In your reply, write out the records exactly, each line intact.

---

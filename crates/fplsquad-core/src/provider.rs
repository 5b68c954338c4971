// Candidate data interface and assembly of the pool a selection runs over.

use std::collections::HashSet;

use serde::{Deserialize, Serialize};
use tracing::{debug, info};

use crate::candidate::{Candidate, CandidatePool, Position};
use crate::error::{Result, SelectionError};
use crate::predict::ScorePredictor;

/// A player as the data source describes it. Position and cost can be
/// missing in raw data; a pool cannot be built from such a record.
#[derive(Debug, Clone, PartialEq, Serialize, Deserialize)]
pub struct CandidateRecord {
    pub id: u32,
    pub team_id: u32,
    pub position: Option<Position>,
    pub cost: Option<f64>,
    #[serde(default)]
    pub name: Option<String>,
}

/// Where candidate players and their availability come from.
pub trait CandidateDataProvider {
    fn candidates(&self) -> Result<Vec<CandidateRecord>>;

    /// Ids of players who cannot play in `period`.
    fn unavailable(&self, period: u32) -> Result<HashSet<u32>>;
}

/// Join the provider's records with the predictor's scores for `period`.
/// Players without a prediction and unavailable players are left out.
pub fn build_pool<D, P>(provider: &D, predictor: &P, period: u32) -> Result<CandidatePool>
where
    D: CandidateDataProvider + ?Sized,
    P: ScorePredictor + ?Sized,
{
    let records = provider.candidates()?;
    let scores = predictor.predict_scores(period)?;
    let unavailable = provider.unavailable(period)?;

    let mut candidates = Vec::with_capacity(scores.len());
    for record in records {
        if unavailable.contains(&record.id) {
            continue;
        }
        let Some(&predicted_score) = scores.get(&record.id) else {
            continue;
        };
        let position = record.position.ok_or_else(|| {
            SelectionError::DataPrecondition(format!("player {} has no position", record.id))
        })?;
        let cost = record.cost.ok_or_else(|| {
            SelectionError::DataPrecondition(format!("player {} has no cost", record.id))
        })?;
        candidates.push(Candidate {
            id: record.id,
            team_id: record.team_id,
            position,
            cost,
            predicted_score,
        });
    }

    debug!(
        predicted = scores.len(),
        unavailable = unavailable.len(),
        "candidate records joined"
    );
    let pool = CandidatePool::new(candidates)?;
    info!(period, candidates = pool.len(), "candidate pool built");
    Ok(pool)
}

#[cfg(test)]
mod tests {
    use super::*;
    use std::collections::HashMap;

    struct Static {
        records: Vec<CandidateRecord>,
        out: HashSet<u32>,
    }

    impl CandidateDataProvider for Static {
        fn candidates(&self) -> Result<Vec<CandidateRecord>> {
            Ok(self.records.clone())
        }

        fn unavailable(&self, _period: u32) -> Result<HashSet<u32>> {
            Ok(self.out.clone())
        }
    }

    struct Scores(HashMap<u32, f64>);

    impl ScorePredictor for Scores {
        fn predict_scores(&self, _period: u32) -> Result<HashMap<u32, f64>> {
            Ok(self.0.clone())
        }
    }

    fn record(id: u32, position: Option<Position>, cost: Option<f64>) -> CandidateRecord {
        CandidateRecord {
            id,
            team_id: id % 3,
            position,
            cost,
            name: None,
        }
    }

    #[test]
    fn joins_predictions_and_drops_unavailable() {
        let provider = Static {
            records: vec![
                record(1, Some(Position::Defender), Some(4.5)),
                record(2, Some(Position::Forward), Some(8.0)),
                record(3, Some(Position::Midfielder), Some(6.0)),
                record(4, Some(Position::Goalkeeper), Some(4.0)),
            ],
            out: HashSet::from([2]),
        };
        let predictor = Scores(HashMap::from([(1, 3.0), (2, 9.0), (4, 2.5), (99, 1.0)]));
        let pool = build_pool(&provider, &predictor, 10).unwrap();
        let ids: Vec<u32> = pool.iter().map(|c| c.id).collect();
        assert_eq!(ids, vec![1, 4]);
        assert_eq!(pool.candidates()[0].predicted_score, 3.0);
        assert_eq!(pool.candidates()[1].cost, 4.0);
    }

    #[test]
    fn missing_position_is_a_data_error() {
        let provider = Static {
            records: vec![record(1, None, Some(4.5))],
            out: HashSet::new(),
        };
        let predictor = Scores(HashMap::from([(1, 3.0)]));
        let err = build_pool(&provider, &predictor, 1).unwrap_err();
        assert!(matches!(err, SelectionError::DataPrecondition(_)));
    }

    #[test]
    fn missing_cost_is_ignored_when_player_is_unavailable() {
        let provider = Static {
            records: vec![record(1, Some(Position::Defender), None)],
            out: HashSet::from([1]),
        };
        let predictor = Scores(HashMap::from([(1, 3.0)]));
        let pool = build_pool(&provider, &predictor, 1).unwrap();
        assert!(pool.is_empty());
    }
}
// Exact 0/1 selection solve over a list of linear constraints.
//
// The objective is maximised by minimising its negation, with every decision
// variable declared binary so the solution is integral, never relaxed.

use good_lp::{
    default_solver, variable, variables, Expression, ResolutionError, Solution, SolverModel,
    Variable,
};
use tracing::debug;

use crate::error::{ProblemKind, Result, SelectionError};
use crate::optimise::constraint::LinearConstraint;

/// Find the 0/1 vector maximising `objective · x` subject to every row of
/// every constraint.
pub fn solve_binary(
    kind: ProblemKind,
    objective: &[f64],
    constraints: &[LinearConstraint],
) -> Result<Vec<bool>> {
    let n = objective.len();
    for c in constraints {
        if c.rows.len() != c.lower.len() || c.rows.len() != c.upper.len() {
            return Err(SelectionError::config(
                c.label,
                "row count does not match bound count",
            ));
        }
        if let Some(row) = c.rows.iter().find(|row| row.len() != n) {
            return Err(SelectionError::config(
                c.label,
                format!("row has {} weights for {n} candidates", row.len()),
            ));
        }
    }

    let mut vars = variables!();
    let decisions: Vec<Variable> = (0..n).map(|_| vars.add(variable().binary())).collect();

    let mut negated = Expression::with_capacity(n);
    for (&value, &x) in objective.iter().zip(&decisions) {
        negated.add_mul(-value, x);
    }

    let mut problem = vars.minimise(negated).using(default_solver);
    let mut row_count = 0usize;
    for c in constraints {
        for (row, (&lo, &hi)) in c.rows.iter().zip(c.lower.iter().zip(&c.upper)) {
            // A row with no members sums to zero whatever is picked.
            if row.iter().all(|&w| w == 0.0) {
                if lo > 0.0 || hi < 0.0 {
                    return Err(SelectionError::Infeasible {
                        kind,
                        reason: format!(
                            "`{}` needs between {lo} and {hi} but no candidate contributes",
                            c.label
                        ),
                    });
                }
                continue;
            }
            let mut expr = Expression::with_capacity(n);
            for (&w, &x) in row.iter().zip(&decisions) {
                if w != 0.0 {
                    expr.add_mul(w, x);
                }
            }
            if lo == hi {
                problem = problem.with(expr.eq(lo));
            } else {
                problem = problem.with(expr.clone().geq(lo)).with(expr.leq(hi));
            }
            row_count += 1;
        }
    }
    if n == 0 {
        return Ok(Vec::new());
    }
    debug!(%kind, candidates = n, rows = row_count, "solving binary selection");

    let solution = problem.solve().map_err(|e| match e {
        ResolutionError::Infeasible => SelectionError::Infeasible {
            kind,
            reason: describe_constraints(constraints),
        },
        other => SelectionError::Solver(other.to_string()),
    })?;

    Ok(decisions.iter().map(|&x| solution.value(x) > 0.5).collect())
}

fn describe_constraints(constraints: &[LinearConstraint]) -> String {
    let labels: Vec<&str> = constraints.iter().map(|c| c.label).collect();
    format!("constraints [{}] cannot be met together", labels.join(", "))
}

---

## REPLY
filename crates/fplsquad-core/src/provider.rs
repository 5b68c954338c4971
// Candidate data interface and assembly of the pool a selection runs over.

use std::collections::HashSet;

use serde::{Deserialize, Serialize};
use tracing::{debug, info};

use crate::candidate::{Candidate, CandidatePool, Position};
use crate::error::{Result, SelectionError};
use crate::predict::ScorePredictor;

/// A player as the data source describes it. Position and cost can be
/// missing in raw data; a pool cannot be built from such a record.
#[derive(Debug, Clone, PartialEq, Serialize, Deserialize)]
pub struct CandidateRecord {
    pub id: u32,
    pub team_id: u32,
    pub position: Option<Position>,
    pub cost: Option<f64>,
    #[serde(default)]
    pub name: Option<String>,
}

/// Where candidate players and their availability come from.
pub trait CandidateDataProvider {
    fn candidates(&self) -> Result<Vec<CandidateRecord>>;

    /// Ids of players who cannot play in `period`.
    fn unavailable(&self, period: u32) -> Result<HashSet<u32>>;
}

/// Join the provider's records with the predictor's scores for `period`.
/// Players without a prediction and unavailable players are left out.
pub fn build_pool<D, P>(provider: &D, predictor: &P, period: u32) -> Result<CandidatePool>
where
    D: CandidateDataProvider + ?Sized,
    P: ScorePredictor + ?Sized,
{
    let records = provider.candidates()?;
    let scores = predictor.predict_scores(period)?;
    let unavailable = provider.unavailable(period)?;

    let mut candidates = Vec::with_capacity(scores.len());
    for record in records {
        if unavailable.contains(&record.id) {
            continue;
        }
        let Some(&predicted_score) = scores.get(&record.id) else {
            continue;
        };
        let position = record.position.ok_or_else(|| {
            SelectionError::DataPrecondition(format!("player {} has no position", record.id))
        })?;
        let cost = record.cost.ok_or_else(|| {
            SelectionError::DataPrecondition(format!("player {} has no cost", record.id))
        })?;
        candidates.push(Candidate {
            id: record.id,
            team_id: record.team_id,
            position,
            cost,
            predicted_score,
        });
    }

    debug!(
        predicted = scores.len(),
        unavailable = unavailable.len(),
        "candidate records joined"
    );
    let pool = CandidatePool::new(candidates)?;
    info!(period, candidates = pool.len(), "candidate pool built");
    Ok(pool)
}

#[cfg(test)]
mod tests {
    use super::*;
    use std::collections::HashMap;

    struct Static {
        records: Vec<CandidateRecord>,
        out: HashSet<u32>,
    }

    impl CandidateDataProvider for Static {
        fn candidates(&self) -> Result<Vec<CandidateRecord>> {
            Ok(self.records.clone())
        }

        fn unavailable(&self, _period: u32) -> Result<HashSet<u32>> {
            Ok(self.out.clone())
        }
    }

    struct Scores(HashMap<u32, f64>);

    impl ScorePredictor for Scores {
        fn predict_scores(&self, _period: u32) -> Result<HashMap<u32, f64>> {
            Ok(self.0.clone())
        }
    }

    fn record(id: u32, position: Option<Position>, cost: Option<f64>) -> CandidateRecord {
        CandidateRecord {
            id,
            team_id: id % 3,
            position,
            cost,
            name: None,
        }
    }

    #[test]
    fn joins_predictions_and_drops_unavailable() {
        let provider = Static {
            records: vec![
                record(1, Some(Position::Defender), Some(4.5)),
                record(2, Some(Position::Forward), Some(8.0)),
                record(3, Some(Position::Midfielder), Some(6.0)),
                record(4, Some(Position::Goalkeeper), Some(4.0)),
            ],
            out: HashSet::from([2]),
        };
        let predictor = Scores(HashMap::from([(1, 3.0), (2, 9.0), (4, 2.5), (99, 1.0)]));
        let pool = build_pool(&provider, &predictor, 10).unwrap();
        let ids: Vec<u32> = pool.iter().map(|c| c.id).collect();
        assert_eq!(ids, vec![1, 4]);
        assert_eq!(pool.candidates()[0].predicted_score, 3.0);
        assert_eq!(pool.candidates()[1].cost, 4.0);
    }

    #[test]
    fn missing_position_is_a_data_error() {
        let provider = Static {
            records: vec![record(1, None, Some(4.5))],
            out: HashSet::new(),
        };
        let predictor = Scores(HashMap::from([(1, 3.0)]));
        let err = build_pool(&provider, &predictor, 1).unwrap_err();
        assert!(matches!(err, SelectionError::DataPrecondition(_)));
    }

    #[test]
    fn missing_cost_is_ignored_when_player_is_unavailable() {
        let provider = Static {
            records: vec![record(1, Some(Position::Defender), None)],
            out: HashSet::from([1]),
        };
        let predictor = Scores(HashMap::from([(1, 3.0)]));
        let pool = build_pool(&provider, &predictor, 1).unwrap();
        assert!(pool.is_empty());
    }
}
// Exact 0/1 selection solve over a list of linear constraints.
//
// The objective is maximised by minimising its negation, with every decision
// variable declared binary so the solution is integral, never relaxed.

use good_lp::{
    default_solver, variable, variables, Expression, ResolutionError, Solution, SolverModel,
    Variable,
};
use tracing::debug;

use crate::error::{ProblemKind, Result, SelectionError};
use crate::optimise::constraint::LinearConstraint;

/// Find the 0/1 vector maximising `objective · x` subject to every row of
/// every constraint.
pub fn solve_binary(
    kind: ProblemKind,
    objective: &[f64],
    constraints: &[LinearConstraint],
) -> Result<Vec<bool>> {
    let n = objective.len();
    for c in constraints {
        if c.rows.len() != c.lower.len() || c.rows.len() != c.upper.len() {
            return Err(SelectionError::config(
                c.label,
                "row count does not match bound count",
            ));
        }
        if let Some(row) = c.rows.iter().find(|row| row.len() != n) {
            return Err(SelectionError::config(
                c.label,
                format!("row has {} weights for {n} candidates", row.len()),
            ));
        }
    }

    let mut vars = variables!();
    let decisions: Vec<Variable> = (0..n).map(|_| vars.add(variable().binary())).collect();

    let mut negated = Expression::with_capacity(n);
    for (&value, &x) in objective.iter().zip(&decisions) {
        negated.add_mul(-value, x);
    }

    let mut problem = vars.minimise(negated).using(default_solver);
    let mut row_count = 0usize;
    for c in constraints {
        for (row, (&lo, &hi)) in c.rows.iter().zip(c.lower.iter().zip(&c.upper)) {
            // A row with no members sums to zero whatever is picked.
            if row.iter().all(|&w| w == 0.0) {
                if lo > 0.0 || hi < 0.0 {
                    return Err(SelectionError::Infeasible {
                        kind,
                        reason: format!(
                            "`{}` needs between {lo} and {hi} but no candidate contributes",
                            c.label
                        ),
                    });
                }
                continue;
            }
            let mut expr = Expression::with_capacity(n);
            for (&w, &x) in row.iter().zip(&decisions) {
                if w != 0.0 {
                    expr.add_mul(w, x);
                }
            }
            if lo == hi {
                problem = problem.with(expr.eq(lo));
            } else {
                problem = problem.with(expr.clone().geq(lo)).with(expr.leq(hi));
            }
            row_count += 1;
        }
    }
    if n == 0 {
        return Ok(Vec::new());
    }
    debug!(%kind, candidates = n, rows = row_count, "solving binary selection");

    let solution = problem.solve().map_err(|e| match e {
        ResolutionError::Infeasible => SelectionError::Infeasible {
            kind,
            reason: describe_constraints(constraints),
        },
        other => SelectionError::Solver(other.to_string()),
    })?;

    Ok(decisions.iter().map(|&x| solution.value(x) > 0.5).collect())
}

fn describe_constraints(constraints: &[LinearConstraint]) -> String {
    let labels: Vec<&str> = constraints.iter().map(|c| c.label).collect();
    format!("constraints [{}] cannot be met together", labels.join(", "))
}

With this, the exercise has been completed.